1) preparation of tantalum pentoxide/graphene composite photocatalyst nanoparticles, using graphite oxide as matrix, using commercial tantalum pentoxide is configured with catalyst precursor, described by hydrogen peroxide and other reagents on the regulation of tantalum pentoxide precursor solution, the auxiliary of the ultrasonic method, realized the tantalum pentoxide nanoparticles in the growth of the graphene surface, Tantalum pentoxide nanoparticles/graphene composite photocatalyst was obtained. The prepared tantalum pentoxide nanoparticles/graphene composite photocatalyst has a broad application prospect in the photocatalytic decomposition of organic pollutants and the photocatalytic production of hydrogen from water due to the electron receiving effect of graphene and the ultraviolet photocatalytic property of tantalum pentoxide nanoparticles.
2) Perovskite solar cells using tantalum pentoxide as electron transport layer: tantalum pentoxide was dissolved in alcohol to prepare precursor solution with concentration of 0.01mol/L to 0.06mol/L; The precursor solution was coated on the transparent conductive substrate, and then annealed at 500-600℃ to form a layer of 5nm-60nm thin tantalum pentoxide film on the surface of the conductive substrate. The perovskite precursor solution was coated on the surface of tantalum pentoxide thin film, and then annealed at 100-110℃ to form a perovskite absorbent layer with thickness of 400nm-500nm on the surface of tantalum pentoxide thin film. A perovskite solar cell was prepared by modifying a hole transport layer and a metal electrode on the surface of the perovskite absorption layer. The method has the advantages of simple process and low cost, and adopts tantalum pentoxide thin film as the electron transport layer, which can accelerate the electron migration ability and improve the utilization rate of light.
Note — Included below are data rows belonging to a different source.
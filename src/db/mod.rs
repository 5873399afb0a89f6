//! Storage layer for Mirror.
//!
//! Provides the [`MemoryStore`] boundary, an in-process implementation
//! for tests and embedding, and the SQLite implementation.

mod in_memory;
mod pool;
mod sqlite;
mod store;

pub use in_memory::*;
pub use pool::*;
pub use sqlite::*;
pub use store::*;

use crate::Result;
use tracing::info;

/// Type alias for the SQLite connection pool.
pub type DbPool = sqlx::SqlitePool;

/// Initialize the database connection pool.
///
/// `:memory:` databases get a single connection, since every SQLite
/// connection would otherwise open its own empty database.
pub async fn init_pool(path: &str) -> Result<DbPool> {
    let config = if path == ":memory:" {
        PoolConfig::test()
    } else {
        PoolConfig::default()
    };
    let pool = create_pool_with_config(path, config).await?;

    info!("Database pool initialized: {}", path);

    Ok(pool)
}

/// Apply schema.sql. Every statement is idempotent.
pub async fn initialize_schema(pool: &DbPool) -> Result<()> {
    let schema = include_str!("../../schema.sql");

    info!("Initializing database schema");

    for statement in schema.split(';') {
        // Strip comment lines, keeping only actual SQL
        let clean_stmt: String = statement
            .lines()
            .filter(|line| !line.trim().starts_with("--"))
            .collect::<Vec<_>>()
            .join("\n");
        let clean_stmt = clean_stmt.trim();
        if clean_stmt.is_empty() {
            continue;
        }
        sqlx::query(clean_stmt).execute(pool).await?;
    }

    info!("Database schema initialized successfully");

    Ok(())
}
3) Prepare high density tantalum pentoxide film material and put the tantalum pentoxide powder into vacuum graphite furnace for hot pressing; It includes the following steps :(1) vacuum to 1×103 ~ 5×103Pa by mechanical pump, and then open the diffusion pump to vacuum to 1×10-3 ~ 5× 10-3pa; Then it was filled with argon gas for protection and heated to 1300 ~ 1600℃. (2) Keep the temperature at 1300 ~ 1600℃, and pressure to 18 ~
25MPa, the holding time is 25-35min, during the holding period, the inert gas argon is used to protect the sintering environment pressure between 1×103 ~ 1×104Pa; (3) High density tantalum pentoxide membrane material can be obtained by cooling to room temperature at a cooling rate of 3-7 ℃/min. The invention realizes further densification of materials by means of high temperature pressure, simplifies the traditional tantalum pentoxide production process, and can prepare coating materials with higher density and purity by means of high temperature pressure.
4) Preparation of a spindle tantalum pentoxide photocatalyst, including: dispersed tantalum powder in ultra-pure water placed in the first lining, hydrofluoric acid and hydrogen peroxide solution evenly mixed in the second lining, hydrothermal reaction; After the reaction is over, the suspension in the first lining is centrifuged, cleaned and dried. The prepared spindle tantalum pentoxide has the advantages of simple preparation method, good repeatability, high crystallinity, controllable morphology and high photocatalytic efficiency, and has broad application prospects in photowater hydrogen production and water treatment.